** Study material follows **
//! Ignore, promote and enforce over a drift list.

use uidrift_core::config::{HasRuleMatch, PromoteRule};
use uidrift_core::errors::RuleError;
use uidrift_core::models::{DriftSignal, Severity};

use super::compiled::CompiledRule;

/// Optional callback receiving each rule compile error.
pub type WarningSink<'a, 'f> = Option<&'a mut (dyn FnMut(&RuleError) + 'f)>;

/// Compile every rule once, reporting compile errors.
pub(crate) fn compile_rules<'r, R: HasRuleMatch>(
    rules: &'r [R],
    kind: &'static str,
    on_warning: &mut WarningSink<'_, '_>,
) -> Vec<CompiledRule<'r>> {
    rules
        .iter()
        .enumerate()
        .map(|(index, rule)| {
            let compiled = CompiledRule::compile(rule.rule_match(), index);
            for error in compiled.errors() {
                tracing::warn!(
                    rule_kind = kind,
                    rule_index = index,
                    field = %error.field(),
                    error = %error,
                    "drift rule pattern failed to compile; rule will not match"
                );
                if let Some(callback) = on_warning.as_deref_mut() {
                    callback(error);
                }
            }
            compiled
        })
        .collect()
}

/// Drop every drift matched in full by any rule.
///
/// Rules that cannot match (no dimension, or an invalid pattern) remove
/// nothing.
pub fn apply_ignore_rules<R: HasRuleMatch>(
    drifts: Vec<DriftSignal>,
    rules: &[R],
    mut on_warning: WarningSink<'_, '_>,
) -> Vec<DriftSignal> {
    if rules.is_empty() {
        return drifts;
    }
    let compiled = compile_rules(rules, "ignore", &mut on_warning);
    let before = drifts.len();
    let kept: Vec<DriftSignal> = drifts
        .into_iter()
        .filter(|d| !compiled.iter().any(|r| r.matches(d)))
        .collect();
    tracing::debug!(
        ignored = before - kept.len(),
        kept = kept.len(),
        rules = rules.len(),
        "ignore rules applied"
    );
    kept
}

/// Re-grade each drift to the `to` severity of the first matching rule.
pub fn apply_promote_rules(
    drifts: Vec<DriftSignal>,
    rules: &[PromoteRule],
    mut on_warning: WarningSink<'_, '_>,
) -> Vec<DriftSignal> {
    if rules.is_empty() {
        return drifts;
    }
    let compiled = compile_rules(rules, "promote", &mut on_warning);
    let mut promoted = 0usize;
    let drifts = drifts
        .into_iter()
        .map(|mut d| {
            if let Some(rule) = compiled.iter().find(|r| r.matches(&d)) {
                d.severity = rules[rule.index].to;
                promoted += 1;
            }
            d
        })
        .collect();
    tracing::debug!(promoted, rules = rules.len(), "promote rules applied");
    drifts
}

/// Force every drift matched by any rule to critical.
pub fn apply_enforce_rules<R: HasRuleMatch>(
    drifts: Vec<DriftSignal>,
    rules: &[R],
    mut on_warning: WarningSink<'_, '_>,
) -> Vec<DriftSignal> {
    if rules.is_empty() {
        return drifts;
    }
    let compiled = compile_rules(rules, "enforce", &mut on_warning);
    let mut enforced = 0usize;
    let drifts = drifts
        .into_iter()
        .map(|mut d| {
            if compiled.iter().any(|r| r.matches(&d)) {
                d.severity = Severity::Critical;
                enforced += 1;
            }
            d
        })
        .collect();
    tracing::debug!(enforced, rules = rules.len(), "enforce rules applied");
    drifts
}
** End of Study material **
**What to produce:** Exactly repeat the lines from the line that contains "enforced += 1;" to the end of the entries, both included, and leave out all other lines.

**Answer space:**
                enforced += 1;
            }
            d
        })
        .collect();
    tracing::debug!(enforced, rules = rules.len(), "enforce rules applied");
    drifts
}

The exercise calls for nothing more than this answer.